(Stored data entries)
..............................

use crate::model::error::ModelError;
use crate::preferences::error::PreferenceError;
use crate::types::error::SeriesError;
use crate::types::form::FormField;
use crate::weather_data::error::WeatherDataError;
use polars::error::PolarsError;
use std::fmt;
use thiserror::Error;

/// The four categories a failed forecast run is reported under.
#[derive(Debug, Clone, Copy, PartialEq, Eq, Hash)]
pub enum ErrorKind {
    /// Bad or missing form input, caught before any network access.
    Validation,
    /// The weather API answered with a non-success status.
    Api,
    /// The weather API answered successfully but without the expected fields.
    MissingData,
    /// Anything else: transport failures, model failures, I/O.
    Unclassified,
}

impl fmt::Display for ErrorKind {
    fn fmt(&self, f: &mut fmt::Formatter<'_>) -> fmt::Result {
        let name = match self {
            ErrorKind::Validation => "ValidationError",
            ErrorKind::Api => "ApiError",
            ErrorKind::MissingData => "MissingDataError",
            ErrorKind::Unclassified => "UnclassifiedError",
        };
        write!(f, "{}", name)
    }
}

#[derive(Debug, Error)]
pub enum ForecastError {
    #[error("Invalid {field}: {reason}")]
    Validation { field: FormField, reason: String },

    #[error(transparent)]
    WeatherData(#[from] WeatherDataError),

    #[error(transparent)]
    Preferences(#[from] PreferenceError),

    #[error(transparent)]
    Model(#[from] ModelError),

    #[error("Model returned an unusable forecast")]
    Series(#[from] SeriesError),

    #[error("Failed building the model input frame")]
    Frame(#[from] PolarsError),

    #[error("No historical data to forecast from")]
    NothingToForecast,

    #[error("Forecast run ended without reporting a result")]
    RunAborted,

    #[error("Background task failed to complete")]
    TaskJoin(#[from] tokio::task::JoinError),
}

impl ForecastError {
    pub(crate) fn validation(field: FormField, reason: impl Into<String>) -> Self {
        ForecastError::Validation {
            field,
            reason: reason.into(),
        }
    }

    pub fn kind(&self) -> ErrorKind {
        match self {
            ForecastError::Validation { .. } => ErrorKind::Validation,
            ForecastError::WeatherData(WeatherDataError::ApiStatus { .. }) => ErrorKind::Api,
            ForecastError::WeatherData(WeatherDataError::MissingData { .. }) => {
                ErrorKind::MissingData
            }
            _ => ErrorKind::Unclassified,
        }
    }

    /// The form field a validation error refers to.
    pub fn field(&self) -> Option<FormField> {
        match self {
            ForecastError::Validation { field, .. } => Some(*field),
            _ => None,
        }
    }
}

..............................

> _YOUR GOAL_: Please return the records above exactly as they are written.

> _ANSWER SECTION_:
use crate::model::error::ModelError;
use crate::preferences::error::PreferenceError;
use crate::types::error::SeriesError;
use crate::types::form::FormField;
use crate::weather_data::error::WeatherDataError;
use polars::error::PolarsError;
use std::fmt;
use thiserror::Error;

/// The four categories a failed forecast run is reported under.
#[derive(Debug, Clone, Copy, PartialEq, Eq, Hash)]
pub enum ErrorKind {
    /// Bad or missing form input, caught before any network access.
    Validation,
    /// The weather API answered with a non-success status.
    Api,
    /// The weather API answered successfully but without the expected fields.
    MissingData,
    /// Anything else: transport failures, model failures, I/O.
    Unclassified,
}

impl fmt::Display for ErrorKind {
    fn fmt(&self, f: &mut fmt::Formatter<'_>) -> fmt::Result {
        let name = match self {
            ErrorKind::Validation => "ValidationError",
            ErrorKind::Api => "ApiError",
            ErrorKind::MissingData => "MissingDataError",
            ErrorKind::Unclassified => "UnclassifiedError",
        };
        write!(f, "{}", name)
    }
}

#[derive(Debug, Error)]
pub enum ForecastError {
    #[error("Invalid {field}: {reason}")]
    Validation { field: FormField, reason: String },

    #[error(transparent)]
    WeatherData(#[from] WeatherDataError),

    #[error(transparent)]
    Preferences(#[from] PreferenceError),

    #[error(transparent)]
    Model(#[from] ModelError),

    #[error("Model returned an unusable forecast")]
    Series(#[from] SeriesError),

    #[error("Failed building the model input frame")]
    Frame(#[from] PolarsError),

    #[error("No historical data to forecast from")]
    NothingToForecast,

    #[error("Forecast run ended without reporting a result")]
    RunAborted,

    #[error("Background task failed to complete")]
    TaskJoin(#[from] tokio::task::JoinError),
}

impl ForecastError {
    pub(crate) fn validation(field: FormField, reason: impl Into<String>) -> Self {
        ForecastError::Validation {
            field,
            reason: reason.into(),
        }
    }

    pub fn kind(&self) -> ErrorKind {
        match self {
            ForecastError::Validation { .. } => ErrorKind::Validation,
            ForecastError::WeatherData(WeatherDataError::ApiStatus { .. }) => ErrorKind::Api,
            ForecastError::WeatherData(WeatherDataError::MissingData { .. }) => {
                ErrorKind::MissingData
            }
            _ => ErrorKind::Unclassified,
        }
    }

    /// The form field a validation error refers to.
    pub fn field(&self) -> Option<FormField> {
        match self {
            ForecastError::Validation { field, .. } => Some(*field),
            _ => None,
        }
    }
}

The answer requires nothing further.